EXERCISE
Search the entries for the word "packed". Copy every line where it turns up.

[[ GIVEN INFORMATION open ]]

//! Axis-aligned bounding box

use crate::core::types::{Mat4, Vec3};

/// Axis-aligned bounding box defined by min and max corners
#[derive(Clone, Copy, Debug, Default, PartialEq)]
pub struct Aabb {
    pub min: Vec3,
    pub max: Vec3,
}

impl Aabb {
    /// Create AABB from min and max corners
    pub fn new(min: Vec3, max: Vec3) -> Self {
        Self { min, max }
    }

    /// Get center point
    pub fn center(&self) -> Vec3 {
        (self.min + self.max) * 0.5
    }

    /// Get size (max - min)
    pub fn size(&self) -> Vec3 {
        self.max - self.min
    }

    /// Check if two AABBs overlap when projected onto the XY plane
    pub fn intersects_xy(&self, other: &Aabb) -> bool {
        self.min.x <= other.max.x && self.max.x >= other.min.x &&
        self.min.y <= other.max.y && self.max.y >= other.min.y
    }

    /// Expand AABB to include point
    pub fn expand(&mut self, point: Vec3) {
        self.min = self.min.min(point);
        self.max = self.max.max(point);
    }

    /// Return merged AABB containing both
    pub fn merged(&self, other: &Aabb) -> Aabb {
        Aabb {
            min: self.min.min(other.min),
            max: self.max.max(other.max),
        }
    }

    /// Squared distance from the box to a point; zero when the point is
    /// inside the box. Used for camera distance culling.
    pub fn distance_squared_to_point(&self, p: Vec3) -> f32 {
        let clamped = p.clamp(self.min, self.max);
        (p - clamped).length_squared()
    }

    /// Transform all eight corners and return the enclosing AABB
    pub fn transformed(&self, m: &Mat4) -> Aabb {
        let mut out = Aabb::new(Vec3::INFINITY, Vec3::NEG_INFINITY);
        for i in 0..8 {
            let corner = Vec3::new(
                if i & 1 != 0 { self.max.x } else { self.min.x },
                if i & 2 != 0 { self.max.y } else { self.min.y },
                if i & 4 != 0 { self.max.z } else { self.min.z },
            );
            out.expand(m.transform_point3(corner));
        }
        out
    }
}
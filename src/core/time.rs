//! Frame timing utilities

use std::time::Instant;

/// Tracks the orchestration frame number and wall-clock seconds since
/// startup. Cache entries stamp both on touch, and eviction compares both;
/// carrying seconds as a plain f64 keeps the eviction math testable without
/// faking `Instant`.
pub struct FrameClock {
    start: Instant,
    frame: u32,
}

impl FrameClock {
    pub fn new() -> Self {
        Self {
            start: Instant::now(),
            frame: 0,
        }
    }

    /// Call once per orchestration tick.
    pub fn tick(&mut self) {
        self.frame = self.frame.wrapping_add(1);
    }

    /// Current frame number.
    pub fn frame(&self) -> u32 {
        self.frame
    }

    /// Seconds since the clock was created.
    pub fn now_seconds(&self) -> f64 {
        self.start.elapsed().as_secs_f64()
    }
}

impl Default for FrameClock {
    fn default() -> Self {
        Self::new()
    }
}

#[cfg(test)]
mod tests {
    use super::*;

    #[test]
    fn test_frame_advance() {
        let mut clock = FrameClock::new();
        assert_eq!(clock.frame(), 0);
        clock.tick();
        clock.tick();
        assert_eq!(clock.frame(), 2);
    }

    #[test]
    fn test_now_monotonic() {
        let clock = FrameClock::new();
        let a = clock.now_seconds();
        let b = clock.now_seconds();
        assert!(b >= a);
    }
}
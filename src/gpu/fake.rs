//! In-memory scatter driver.
//!
//! Stands in for the host render backend when none is attached: buffers
//! are byte vectors, dispatches synthesize a deterministic result set,
//! and copies complete after a configurable number of polls. Used by the
//! crate's own tests and useful for exercising the pipeline headless.

use std::collections::HashMap;
use std::sync::{Arc, Mutex, Weak};

use crate::gpu::dispatch::{ProgressInfo, ScatterDispatch, ScatterInput};
use crate::gpu::{BufferHandle, BufferId, GpuBuffer, ReadbackTicket, ScatterDriver};
use crate::instance::PlacementRecord;

struct PendingCopy {
    buffer: BufferId,
    polls_left: u32,
}

#[derive(Default)]
struct FakeState {
    next_buffer: u64,
    next_ticket: u64,
    live: Vec<Weak<GpuBuffer>>,
    contents: HashMap<BufferId, Vec<u8>>,
    copies: HashMap<u64, PendingCopy>,
    dispatch_count: usize,
    dispatch_inputs: Vec<ScatterInput>,
    copy_latency: u32,
    /// When set, dispatches report `max_instances - shortfall` in the
    /// progress counter, simulating an incomplete compute pass.
    progress_shortfall: u32,
}

#[derive(Default)]
pub struct FakeDriver {
    state: Mutex<FakeState>,
}

impl FakeDriver {
    pub fn new() -> Self {
        Self::default()
    }

    /// Copies become ready only after `latency` polls.
    pub fn set_copy_latency(&self, latency: u32) {
        self.state.lock().unwrap().copy_latency = latency;
    }

    pub fn set_progress_shortfall(&self, shortfall: u32) {
        self.state.lock().unwrap().progress_shortfall = shortfall;
    }

    pub fn dispatch_count(&self) -> usize {
        self.state.lock().unwrap().dispatch_count
    }

    /// Inputs of every dispatch submitted so far, in submission order.
    pub fn dispatch_inputs(&self) -> Vec<ScatterInput> {
        self.state.lock().unwrap().dispatch_inputs.clone()
    }

    /// Count of allocations still held somewhere.
    pub fn live_buffers(&self) -> usize {
        let mut state = self.state.lock().unwrap();
        state.live.retain(|w| w.strong_count() > 0);
        let live: Vec<BufferId> = state
            .live
            .iter()
            .filter_map(|w| w.upgrade().map(|b| b.id))
            .collect();
        state.contents.retain(|id, _| live.contains(id));
        state.live.len()
    }

    /// Overwrite a buffer's bytes, for scripting specific readbacks.
    pub fn write_buffer(&self, buffer: &BufferHandle, bytes: Vec<u8>) {
        self.state.lock().unwrap().contents.insert(buffer.id, bytes);
    }

    fn synthesize_records(seed: i32, max_instances: u32) -> Vec<PlacementRecord> {
        (0..max_instances)
            .map(|i| PlacementRecord {
                position: [
                    (i % 64) as f32 * 10.0,
                    (i / 64) as f32 * 10.0,
                    (seed % 1000) as f32,
                ],
                normal: [0.0, 0.0, 1.0],
                scale_seed: (i as f32 * 0.37 + seed as f32 * 0.11).fract().abs(),
            })
            .collect()
    }
}

impl ScatterDriver for FakeDriver {
    fn create_buffer(&self, label: &str, size: u64) -> BufferHandle {
        let mut state = self.state.lock().unwrap();
        let id = BufferId(state.next_buffer);
        state.next_buffer += 1;
        let buffer = Arc::new(GpuBuffer {
            id,
            label: label.to_string(),
            size,
        });
        state.live.push(Arc::downgrade(&buffer));
        state.contents.insert(id, vec![0; size as usize]);
        buffer
    }

    fn dispatch(&self, dispatch: &ScatterDispatch) -> crate::core::types::Result<()> {
        let mut state = self.state.lock().unwrap();
        state.dispatch_count += 1;
        state.dispatch_inputs.push(dispatch.input);

        let count = dispatch.max_instances.saturating_sub(state.progress_shortfall);
        let progress = ProgressInfo {
            count,
            max_instances: dispatch.max_instances,
        };
        state.contents.insert(
            dispatch.buffers.progress.id,
            bytemuck::bytes_of(&progress).to_vec(),
        );

        let records = Self::synthesize_records(
            dispatch.params.instancing_random_seed,
            dispatch.max_instances,
        );
        state.contents.insert(
            dispatch.buffers.result.id,
            bytemuck::cast_slice(&records).to_vec(),
        );
        Ok(())
    }

    fn enqueue_copy(&self, buffer: &BufferHandle) -> ReadbackTicket {
        let mut state = self.state.lock().unwrap();
        let ticket = state.next_ticket;
        state.next_ticket += 1;
        let polls_left = state.copy_latency;
        state.copies.insert(
            ticket,
            PendingCopy {
                buffer: buffer.id,
                polls_left,
            },
        );
        ReadbackTicket(ticket)
    }

    fn poll_copy(&self, ticket: ReadbackTicket, max_bytes: usize) -> Option<Vec<u8>> {
        let mut state = self.state.lock().unwrap();
        let copy = state.copies.get_mut(&ticket.0)?;
        if copy.polls_left > 0 {
            copy.polls_left -= 1;
            return None;
        }
        let buffer = copy.buffer;
        state.copies.remove(&ticket.0);
        let mut bytes = state.contents.get(&buffer).cloned().unwrap_or_default();
        bytes.truncate(max_bytes);
        Some(bytes)
    }
}

#[cfg(test)]
mod tests {
    use super::*;

    #[test]
    fn test_buffer_release_on_drop() {
        let driver = FakeDriver::new();
        let a = driver.create_buffer("a", 16);
        let _b = driver.create_buffer("b", 16);
        assert_eq!(driver.live_buffers(), 2);
        drop(a);
        assert_eq!(driver.live_buffers(), 1);
    }

    #[test]
    fn test_copy_latency() {
        let driver = FakeDriver::new();
        driver.set_copy_latency(2);
        let buf = driver.create_buffer("x", 4);
        driver.write_buffer(&buf, vec![1, 2, 3, 4]);
        let ticket = driver.enqueue_copy(&buf);
        assert!(driver.poll_copy(ticket, 4).is_none());
        assert!(driver.poll_copy(ticket, 4).is_none());
        assert_eq!(driver.poll_copy(ticket, 4), Some(vec![1, 2, 3, 4]));
        // Ticket consumed.
        assert!(driver.poll_copy(ticket, 4).is_none());
    }

    #[test]
    fn test_progress_shortfall_simulates_partial_pass() {
        use crate::gpu::dispatch::{
            DispatchVariant, ScatterBuffers, ScatterParams,
        };
        use crate::landscape::TextureHandle;

        let driver = FakeDriver::new();
        driver.set_progress_shortfall(3);
        let buffers = ScatterBuffers::allocate(&driver, "cell", 16);
        let dispatch = ScatterDispatch {
            input: ScatterInput::default(),
            params: ScatterParams::default(),
            variant: DispatchVariant::WithoutWeightmap {
                heightmap: TextureHandle(0),
            },
            buffers: buffers.clone(),
            max_instances: 16,
        };
        driver.dispatch(&dispatch).unwrap();

        let ticket = driver.enqueue_copy(&buffers.progress);
        let bytes = driver.poll_copy(ticket, 8).unwrap();
        let progress: ProgressInfo = bytemuck::pod_read_unaligned(&bytes);
        assert_eq!(progress.count, 13);
        assert_eq!(progress.max_instances, 16);
    }

    #[test]
    fn test_poll_truncates_to_request() {
        let driver = FakeDriver::new();
        let buf = driver.create_buffer("x", 8);
        driver.write_buffer(&buf, vec![9; 8]);
        let ticket = driver.enqueue_copy(&buf);
        assert_eq!(driver.poll_copy(ticket, 3), Some(vec![9, 9, 9]));
    }
}
//! Instance records and buffers.
//!
//! [`PlacementRecord`] is the raw per-sample result read back from the
//! scatter compute pass. [`InstanceBuffer`] is the packed structured
//! buffer handed to the instanced renderer, paired with a cluster tree
//! over the same instance order. The tree build returns a permutation,
//! not reordered data, so [`apply_reorder`] physically reorders both
//! arrays to match it afterwards.

use bytemuck::{Pod, Zeroable};

use crate::core::types::{Mat4, Vec3};

/// One raw scatter sample: world position, surface normal and the
/// GPU-computed scale seed. Matches the compute output layout exactly.
///
/// A `normal.z` greater than 1.0 marks an invalid sample (the compute
/// pass writes the sentinel for points outside the valid placement area).
#[repr(C)]
#[derive(Clone, Copy, Debug, Default, PartialEq, Pod, Zeroable)]
pub struct PlacementRecord {
    pub position: [f32; 3],
    pub normal: [f32; 3],
    pub scale_seed: f32,
}

impl PlacementRecord {
    pub fn is_valid(&self) -> bool {
        self.normal[2] <= 1.0
    }

    pub fn position_vec(&self) -> Vec3 {
        Vec3::from_array(self.position)
    }

    pub fn normal_vec(&self) -> Vec3 {
        Vec3::from_array(self.normal)
    }
}

/// Drop sentinel-flagged records, keeping the survivors in input order.
pub fn retain_valid(records: &mut Vec<PlacementRecord>) {
    records.retain(PlacementRecord::is_valid);
}

/// One packed instance as the renderer consumes it: the affine transform
/// as three rows (translation in the last column) plus a per-instance
/// random fraction for material variation.
#[repr(C)]
#[derive(Clone, Copy, Debug, PartialEq, Pod, Zeroable)]
pub struct GpuInstance {
    pub transform: [[f32; 4]; 3],
    pub random_id: f32,
    pub _pad: [f32; 3],
}

impl GpuInstance {
    pub fn new(transform: &Mat4, random_id: f32) -> Self {
        let rows = transform.transpose().to_cols_array_2d();
        Self {
            transform: [rows[0], rows[1], rows[2]],
            random_id,
            _pad: [0.0; 3],
        }
    }
}

/// The structured instance buffer uploaded to the renderer.
#[derive(Clone, Debug, Default)]
pub struct InstanceBuffer {
    instances: Vec<GpuInstance>,
}

impl InstanceBuffer {
    pub fn with_capacity(n: usize) -> Self {
        Self {
            instances: Vec::with_capacity(n),
        }
    }

    pub fn push(&mut self, transform: &Mat4, random_id: f32) {
        self.instances.push(GpuInstance::new(transform, random_id));
    }

    pub fn swap_instance(&mut self, a: usize, b: usize) {
        self.instances.swap(a, b);
    }

    pub fn len(&self) -> usize {
        self.instances.len()
    }

    pub fn is_empty(&self) -> bool {
        self.instances.is_empty()
    }

    pub fn instances(&self) -> &[GpuInstance] {
        &self.instances
    }

    pub fn as_bytes(&self) -> &[u8] {
        bytemuck::cast_slice(&self.instances)
    }
}

/// One node of the bounding-volume hierarchy over instances. Child and
/// instance ranges are inclusive; -1 marks a leaf's child range.
#[repr(C)]
#[derive(Clone, Copy, Debug, Pod, Zeroable)]
pub struct ClusterNode {
    pub bound_min: [f32; 3],
    pub first_child: i32,
    pub bound_max: [f32; 3],
    pub last_child: i32,
    pub first_instance: i32,
    pub last_instance: i32,
}

impl ClusterNode {
    pub fn is_leaf(&self) -> bool {
        self.first_child < 0
    }
}

/// Physically reorder `transforms` and `buffer` to match the permutation
/// the cluster-tree build produced, in place.
///
/// `sorted_instances[i]` names the input index whose data belongs at
/// output slot `i`; `reorder_table` is its inverse. Each displaced
/// element is swapped into place exactly once by following the
/// permutation cycles, so the pass is O(n) swaps. Both tables end up as
/// the identity. Returns the number of swaps performed.
pub fn apply_reorder(
    sorted_instances: &mut [i32],
    reorder_table: &mut [i32],
    transforms: &mut [Mat4],
    buffer: &mut InstanceBuffer,
) -> usize {
    debug_assert_eq!(sorted_instances.len(), reorder_table.len());
    debug_assert_eq!(sorted_instances.len(), transforms.len());
    debug_assert_eq!(sorted_instances.len(), buffer.len());

    let mut swaps = 0;
    for i in 0..sorted_instances.len() {
        let load_from = sorted_instances[i] as usize;
        if load_from == i {
            continue;
        }
        debug_assert!(load_from > i);
        buffer.swap_instance(i, load_from);
        transforms.swap(i, load_from);
        swaps += 1;

        let swap_goes_to = reorder_table[i] as usize;
        debug_assert!(swap_goes_to > i);
        debug_assert_eq!(sorted_instances[swap_goes_to] as usize, i);
        sorted_instances[swap_goes_to] = load_from as i32;
        reorder_table[load_from] = swap_goes_to as i32;

        reorder_table[i] = i as i32;
        sorted_instances[i] = i as i32;
    }
    swaps
}

#[cfg(test)]
mod tests {
    use super::*;

    #[test]
    fn test_record_layout() {
        assert_eq!(std::mem::size_of::<PlacementRecord>(), 28);
        assert_eq!(std::mem::size_of::<GpuInstance>(), 64);
        assert_eq!(std::mem::size_of::<ClusterNode>(), 40);

        let mut buffer = InstanceBuffer::with_capacity(2);
        buffer.push(&Mat4::IDENTITY, 0.25);
        buffer.push(&Mat4::IDENTITY, 0.75);
        assert_eq!(buffer.as_bytes().len(), 128);
    }

    #[test]
    fn test_sentinel_filter_preserves_order() {
        let rec = |x: f32, nz: f32| PlacementRecord {
            position: [x, 0.0, 0.0],
            normal: [0.0, 0.0, nz],
            scale_seed: 0.5,
        };
        let mut records = vec![
            rec(0.0, 1.0),
            rec(1.0, 2.0),
            rec(2.0, 0.8),
            rec(3.0, 1.5),
            rec(4.0, -1.0),
        ];
        retain_valid(&mut records);
        assert_eq!(records.len(), 3);
        let xs: Vec<f32> = records.iter().map(|r| r.position[0]).collect();
        assert_eq!(xs, vec![0.0, 2.0, 4.0]);
    }

    #[test]
    fn test_apply_reorder_matches_permutation() {
        // Output slot i should receive input element sorted[i].
        let sorted = vec![2i32, 0, 3, 1];
        let mut sorted_instances = sorted.clone();
        // Inverse permutation.
        let mut reorder_table = vec![0i32; sorted.len()];
        for (slot, &src) in sorted.iter().enumerate() {
            reorder_table[src as usize] = slot as i32;
        }

        let mut transforms: Vec<Mat4> = (0..4)
            .map(|i| Mat4::from_translation(Vec3::new(i as f32, 0.0, 0.0)))
            .collect();
        let input = transforms.clone();
        let mut buffer = InstanceBuffer::with_capacity(4);
        for t in &transforms {
            buffer.push(t, 0.0);
        }
        let input_buf = buffer.instances().to_vec();

        let swaps = apply_reorder(
            &mut sorted_instances,
            &mut reorder_table,
            &mut transforms,
            &mut buffer,
        );

        for (i, &src) in sorted.iter().enumerate() {
            assert_eq!(transforms[i], input[src as usize]);
            assert_eq!(buffer.instances()[i], input_buf[src as usize]);
        }
        // Every element was displaced; one swap per displaced element,
        // minus the one that falls into place on the final cycle step.
        assert_eq!(swaps, 3);
        assert!(sorted_instances.iter().enumerate().all(|(i, &v)| v == i as i32));
        assert!(reorder_table.iter().enumerate().all(|(i, &v)| v == i as i32));
    }

    #[test]
    fn test_apply_reorder_identity_is_noop() {
        let mut sorted_instances = vec![0i32, 1, 2];
        let mut reorder_table = vec![0i32, 1, 2];
        let mut transforms = vec![Mat4::IDENTITY; 3];
        let mut buffer = InstanceBuffer::with_capacity(3);
        for t in &transforms {
            buffer.push(t, 0.0);
        }
        let swaps = apply_reorder(
            &mut sorted_instances,
            &mut reorder_table,
            &mut transforms,
            &mut buffer,
        );
        assert_eq!(swaps, 0);
    }
}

[[ GIVEN INFORMATION closed ]]

RESULT FOR THIS EXERCISE
//! scatter compute pass. [`InstanceBuffer`] is the packed structured
/// One packed instance as the renderer consumes it: the affine transform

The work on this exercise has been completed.